Book 1, Chapter 3 Summary: “Med Man”

Radden Keefe situates the next stage of Arthur Sackler’s pharmaceutical career in the broader context of American medicine of the late 1940s and 1950s. Specifically, the advent of new drugs like penicillin created new opportunities for companies like Pfizer to begin “mass-producing not just chemicals but finished drugs, which were ready for sale” (34). Company executives hoped to aggressively market their new products, and they turned to Arthur Sackler, who was, in addition to being a psychiatrist at Creedmoor, an executive at the ad agency William Douglas McAdams.

McAdams, the agency owner, had personally hired Arthur Sackler, who was grateful for the advancement in an industry that could be prone to anti-semitism. He decided the best audience for pharmaceutical ads were his fellow doctors. His first major campaign was for Pfizer’s Terremycin, which led to him “revolutionizing the whole field of medical advertising. In the words of one of his longtime employees at McAdams, when it came to the marketing of pharmaceuticals, ‘Arthur invented the wheel’” (38). Arthur saw himself as informing the medical profession about pharmaceutical advancements, dismissing the idea that advertising slants might compromise the moral integrity of doctors.

Arthur married Marietta Lutze in 1949 against his mother’s wishes but attended the “birth” of his new research institute rather than that of his first child with her (40). The couple bought a house on Long Island, and Marietta named her son Arthur Felix, as if to cement his status as part of the family.

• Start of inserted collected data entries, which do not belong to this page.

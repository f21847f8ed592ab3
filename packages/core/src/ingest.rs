//! Form 5500 / Schedule A ingestion.
//!
//! Both extracts use the Department of Labor column names and arrive either
//! as the published CSV files or as JSON arrays of rows. Filings are left-joined to their Schedule A rows on `ACK_ID`;
//! a filing keeps its fee only when at least one Schedule A row reports a
//! non-negative premium amount.

use std::collections::{HashMap, HashSet};
use std::path::Path;

use chrono::{Datelike, NaiveDate};
use serde::{de::DeserializeOwned, Deserialize};

use crate::benchmark::{BenchmarkRecord, Dimensions, Period, SourceError};

/// One Form 5500 filing row.
#[derive(Debug, Clone, Deserialize)]
pub struct Form5500Row {
    #[serde(rename = "ACK_ID")]
    pub ack_id: String,
    #[serde(rename = "SPONSOR_DFE_NAME", default)]
    pub sponsor_name: Option<String>,
    #[serde(rename = "SPONS_DFE_MAIL_US_CITY", default)]
    pub city: Option<String>,
    #[serde(rename = "SPONS_DFE_MAIL_US_STATE", default)]
    pub state: Option<String>,
    #[serde(rename = "BUSINESS_CODE", default)]
    pub business_code: Option<u64>,
    #[serde(rename = "PLAN_NAME", default)]
    pub plan_name: Option<String>,
    #[serde(rename = "TOT_ACTIVE_PARTCP_CNT", default)]
    pub active_participants: Option<u64>,
    #[serde(rename = "FORM_PLAN_YEAR_BEGIN_DATE", default)]
    pub plan_year_begin: Option<String>,
}

/// One Schedule A (insurance information) row.
#[derive(Debug, Clone, Deserialize)]
pub struct ScheduleARow {
    #[serde(rename = "ACK_ID")]
    pub ack_id: String,
    #[serde(rename = "INS_CARRIER_NAME", default)]
    pub carrier_name: Option<String>,
    #[serde(rename = "PENSION_PREM_PAID_TOT_AMT", default)]
    pub premium_paid: Option<f64>,
}

/// Counts reported after a join.
#[derive(Debug, Clone, Copy, Default, PartialEq, Eq)]
pub struct IngestSummary {
    pub filings: usize,
    pub joined: usize,
    pub missing_fee: usize,
    pub negative_fee: usize,
    pub missing_year: usize,
    pub duplicate: usize,
}

impl IngestSummary {
    pub fn dropped(&self) -> usize {
        self.missing_fee + self.negative_fee + self.missing_year + self.duplicate
    }
}

/// Read rows from `path`.
///
/// A `.csv` file is read by header name; any other file must hold a JSON
/// array. Columns the row type does not name are ignored and empty CSV
/// fields read as absent.
pub fn load_rows<T: DeserializeOwned>(path: impl AsRef<Path>) -> Result<Vec<T>, SourceError> {
    let path = path.as_ref();

    if is_csv(path) {
        let mut reader = csv::Reader::from_path(path).map_err(|err| format_error(path, err))?;
        return reader
            .deserialize()
            .collect::<Result<Vec<T>, csv::Error>>()
            .map_err(|err| format_error(path, err));
    }

    let raw = std::fs::read_to_string(path)?;
    serde_json::from_str(&raw).map_err(|err| format_error(path, err))
}

fn format_error(path: &Path, err: impl std::fmt::Display) -> SourceError {
    SourceError::format(format!("{}: {}", path.display(), err))
}

fn is_csv(path: &Path) -> bool {
    path.extension()
        .and_then(|ext| ext.to_str())
        .is_some_and(|ext| ext.eq_ignore_ascii_case("csv"))
}

#[derive(Default)]
struct ScheduleTotals {
    fee: Option<f64>,
    negative: bool,
    carriers: Vec<String>,
}

/// Join filings to their Schedule A rows.
///
/// Several Schedule A rows for one filing are summed into a single fee and
/// their carrier names joined, so each filing yields at most one record.
/// `plan_year` stamps every record; without it the year comes from the
/// filing's plan-year begin date. A repeated `ACK_ID` keeps its first
/// filing and counts the rest as duplicates.
pub fn join_filings(
    filings: Vec<Form5500Row>,
    schedules: Vec<ScheduleARow>,
    plan_year: Option<i32>,
) -> (Vec<BenchmarkRecord>, IngestSummary) {
    let mut totals: HashMap<String, ScheduleTotals> = HashMap::new();
    for row in schedules {
        let entry = totals.entry(row.ack_id.trim().to_string()).or_default();
        if let Some(amount) = row.premium_paid.filter(|amount| amount.is_finite()) {
            if amount < 0.0 {
                entry.negative = true;
            }
            entry.fee = Some(entry.fee.unwrap_or(0.0) + amount);
        }
        if let Some(carrier) = row.carrier_name.map(|c| c.trim().to_string()) {
            if !carrier.is_empty() && !entry.carriers.contains(&carrier) {
                entry.carriers.push(carrier);
            }
        }
    }

    let mut summary = IngestSummary {
        filings: filings.len(),
        ..IngestSummary::default()
    };
    let mut records = Vec::with_capacity(filings.len());
    let mut seen = HashSet::new();

    for filing in filings {
        let ack_id = filing.ack_id.trim().to_string();
        if !seen.insert(ack_id.clone()) {
            tracing::debug!("Skipping duplicate filing '{}'", ack_id);
            summary.duplicate += 1;
            continue;
        }
        let schedule = totals.remove(&ack_id);

        let fee_amount = match schedule.as_ref() {
            Some(totals) if totals.negative => {
                summary.negative_fee += 1;
                continue;
            }
            Some(ScheduleTotals { fee: Some(fee), .. }) => *fee,
            _ => {
                summary.missing_fee += 1;
                continue;
            }
        };

        let year = match plan_year.or_else(|| begin_year(filing.plan_year_begin.as_deref())) {
            Some(year) => year,
            None => {
                summary.missing_year += 1;
                continue;
            }
        };

        let carrier_name = schedule
            .map(|s| s.carriers.join("; "))
            .filter(|joined| !joined.is_empty());

        let mut dimensions = Dimensions {
            state: filing.state,
            city: filing.city,
            business_type: filing.business_code.map(|code| code.to_string()),
            company_size: filing.active_participants.map(|count| count.to_string()),
        };
        dimensions.normalize();

        records.push(BenchmarkRecord {
            ack_id,
            sponsor_name: filing.sponsor_name,
            plan_name: filing.plan_name,
            carrier_name,
            dimensions,
            period: Period::year(year),
            fee_amount,
        });
        summary.joined += 1;
    }

    (records, summary)
}

/// Year of a `YYYY-MM-DD` (or `MM/DD/YYYY`) plan-year begin date.
fn begin_year(raw: Option<&str>) -> Option<i32> {
    let raw = raw?.trim();
    NaiveDate::parse_from_str(raw, "%Y-%m-%d")
        .or_else(|_| NaiveDate::parse_from_str(raw, "%m/%d/%Y"))
        .ok()
        .map(|date| date.year())
}

#[cfg(test)]
mod tests {
    use super::*;

    fn filing(ack_id: &str, begin: Option<&str>) -> Form5500Row {
        Form5500Row {
            ack_id: ack_id.to_string(),
            sponsor_name: Some(format!("Sponsor {}", ack_id)),
            city: Some("Dallas".to_string()),
            state: Some("TX".to_string()),
            business_code: Some(611000),
            plan_name: Some("401(k) Plan".to_string()),
            active_participants: Some(150),
            plan_year_begin: begin.map(str::to_string),
        }
    }

    fn schedule(ack_id: &str, carrier: &str, amount: Option<f64>) -> ScheduleARow {
        ScheduleARow {
            ack_id: ack_id.to_string(),
            carrier_name: Some(carrier.to_string()),
            premium_paid: amount,
        }
    }

    #[test]
    fn join_keeps_filings_with_fees() {
        let (records, summary) = join_filings(
            vec![filing("A1", None), filing("A2", None)],
            vec![schedule("A1", "Acme Life", Some(3200.0))],
            Some(2023),
        );

        assert_eq!(records.len(), 1);
        assert_eq!(records[0].ack_id, "A1");
        assert_eq!(records[0].fee_amount, 3200.0);
        assert_eq!(records[0].period, Period::year(2023));
        assert_eq!(records[0].carrier_name.as_deref(), Some("Acme Life"));
        assert_eq!(records[0].dimensions.business_type.as_deref(), Some("611000"));
        assert_eq!(summary.joined, 1);
        assert_eq!(summary.missing_fee, 1);
    }

    #[test]
    fn negative_fee_drops_filing() {
        let (records, summary) = join_filings(
            vec![filing("A1", None)],
            vec![schedule("A1", "Acme Life", Some(-10.0))],
            Some(2023),
        );
        assert!(records.is_empty());
        assert_eq!(summary.negative_fee, 1);
        assert_eq!(summary.dropped(), 1);
    }

    #[test]
    fn multiple_schedules_are_summed() {
        let (records, _) = join_filings(
            vec![filing("A1", None)],
            vec![
                schedule("A1", "Acme Life", Some(1000.0)),
                schedule("A1", "Beta Mutual", Some(250.5)),
                schedule("A1", "Acme Life", None),
            ],
            Some(2023),
        );
        assert_eq!(records.len(), 1);
        assert_eq!(records[0].fee_amount, 1250.5);
        assert_eq!(records[0].carrier_name.as_deref(), Some("Acme Life; Beta Mutual"));
    }

    #[test]
    fn year_falls_back_to_begin_date() {
        let (records, summary) = join_filings(
            vec![
                filing("A1", Some("2022-01-01")),
                filing("A2", Some("07/01/2021")),
                filing("A3", None),
            ],
            vec![
                schedule("A1", "Acme", Some(1.0)),
                schedule("A2", "Acme", Some(1.0)),
                schedule("A3", "Acme", Some(1.0)),
            ],
            None,
        );
        assert_eq!(records.len(), 2);
        assert_eq!(records[0].period, Period::year(2022));
        assert_eq!(records[1].period, Period::year(2021));
        assert_eq!(summary.missing_year, 1);
    }

    #[test]
    fn load_rows_parses_dol_column_names() {
        let path = std::env::temp_dir().join("plan_fee_benchmark_sched_a.json");
        std::fs::write(
            &path,
            r#"[{"ACK_ID":"A1","INS_CARRIER_NAME":"Acme","PENSION_PREM_PAID_TOT_AMT":12.5}]"#,
        )
        .unwrap();

        let rows: Vec<ScheduleARow> = load_rows(&path).unwrap();
        assert_eq!(rows.len(), 1);
        assert_eq!(rows[0].premium_paid, Some(12.5));

        let _ = std::fs::remove_file(&path);
    }

    #[test]
    fn load_rows_reads_dol_csv_extract() {
        let path = std::env::temp_dir().join("plan_fee_benchmark_f_5500.CSV");
        std::fs::write(
            &path,
            "ACK_ID,SPONSOR_DFE_NAME,SPONS_DFE_MAIL_US_CITY,SPONS_DFE_MAIL_US_STATE,\
BUSINESS_CODE,PLAN_NAME,TOT_ACTIVE_PARTCP_CNT,FORM_PLAN_YEAR_BEGIN_DATE,FORM_TAX_PRD\n\
A1,Acme Corp,Dallas,TX,611000,401(k) Plan,150,2023-01-01,2023-12-31\n\
A2,\"Beta, Inc\",Austin,TX,,Savings Plan,,07/01/2022,2023-06-30\n",
        )
        .unwrap();

        let rows: Vec<Form5500Row> = load_rows(&path).unwrap();
        let _ = std::fs::remove_file(&path);

        assert_eq!(rows.len(), 2);
        assert_eq!(rows[0].ack_id, "A1");
        assert_eq!(rows[0].business_code, Some(611000));
        assert_eq!(rows[0].active_participants, Some(150));
        assert_eq!(rows[1].sponsor_name.as_deref(), Some("Beta, Inc"));
        assert_eq!(rows[1].business_code, None);
        assert_eq!(rows[1].active_participants, None);
        assert_eq!(begin_year(rows[1].plan_year_begin.as_deref()), Some(2022));
    }

    #[test]
    fn load_rows_rejects_malformed_csv_value() {
        let path = std::env::temp_dir().join("plan_fee_benchmark_sched_a_bad.csv");
        std::fs::write(
            &path,
            "ACK_ID,INS_CARRIER_NAME,PENSION_PREM_PAID_TOT_AMT\nA1,Acme,not-a-number\n",
        )
        .unwrap();

        let result: Result<Vec<ScheduleARow>, SourceError> = load_rows(&path);
        let _ = std::fs::remove_file(&path);

        assert!(matches!(result, Err(SourceError::Format { .. })));
    }

    #[test]
    fn duplicate_filing_is_counted_separately() {
        let mut repeat = filing("A1", None);
        repeat.sponsor_name = Some("Second Copy".to_string());

        let (records, summary) = join_filings(
            vec![filing("A1", None), repeat, filing(" A1 ", None)],
            vec![schedule("A1", "Acme Life", Some(500.0))],
            Some(2023),
        );

        assert_eq!(records.len(), 1);
        assert_eq!(records[0].sponsor_name.as_deref(), Some("Sponsor A1"));
        assert_eq!(records[0].fee_amount, 500.0);
        assert_eq!(summary.joined, 1);
        assert_eq!(summary.duplicate, 2);
        assert_eq!(summary.missing_fee, 0);
        assert_eq!(summary.dropped(), 2);
    }
}
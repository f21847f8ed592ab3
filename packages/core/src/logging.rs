use tracing::info;
use tracing_subscriber::{fmt, EnvFilter};

/// Default directives when `RUST_LOG` is unset. sqlx logs every statement
/// at info, so it is held at warn.
const DEFAULT_FILTER: &str = "info,sqlx=warn";

/// Initialize structured logging for the application.
///
/// This must be called once at startup (in main.rs).
pub fn init_logging() {
    let filter = EnvFilter::try_from_default_env()
        .unwrap_or_else(|_| EnvFilter::new(DEFAULT_FILTER));

    fmt()
        .with_env_filter(filter)
        .with_target(false)
        .compact()
        .init();

    info!("Logging initialized");
}
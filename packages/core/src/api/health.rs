use axum::{
    body::Body,
    extract::State,
    http::{HeaderValue, StatusCode, header},
    response::{IntoResponse, Response},
};

use super::benchmarks::BenchmarkState;

/// Liveness plus a check of the record source. Answers `ok` or 503.
pub async fn health(State(state): State<BenchmarkState>) -> impl IntoResponse {
    let (status, body) = match state.engine.health_check().await {
        Ok(()) => (StatusCode::OK, "ok".to_string()),
        Err(err) => {
            tracing::warn!("Health check failed for {}: {}", state.engine.source_name(), err);
            (StatusCode::SERVICE_UNAVAILABLE, format!("unavailable: {}", err))
        }
    };

    let mut response = Response::new(Body::from(body));
    *response.status_mut() = status;
    response
        .headers_mut()
        .insert(header::CACHE_CONTROL, HeaderValue::from_static("no-store"));
    response
}
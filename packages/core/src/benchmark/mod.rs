//! Benchmark Analytics Engine
//!
//! Filters plan-fee observations by peer group (geography, business type,
//! company size) and turns the matching fees into percentile bands, a
//! per-period series for charting, and comparative insights.

pub mod aggregator;
pub mod engine;
pub mod error;
pub mod filter;
pub mod insights;
pub mod percentile;
pub mod source;
pub mod types;


pub use engine::BenchmarkEngine;
pub use error::{BenchmarkError, SourceError};
pub use source::BenchmarkSource;
pub use types::*;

Arthur continued to expand his businesses, founding new publishing and communications companies to promote his medical work. Arthur relished the role of accomplished professional: “He wore elegant suits and carried himself with an air of authority. He thrived on power and adulation and seemed to derive new energy from it, as if he had found a way to metabolize other people’s admiration” (43). For all his success, however, his testimony to congress about federal funding for his research still revealed American prejudices—one senator made an anti-semitic reference to Shylock, the Jewish moneylender villain in Shakespeare’s Merchant of Venice. At his ad agency, Arthur made a habit of hiring Jewish and Black people, political radicals, and others who had experienced discrimination. His employees remembered him as pleasant but demanding, while peers recognized his talents but found him off-putting and extremely competitive.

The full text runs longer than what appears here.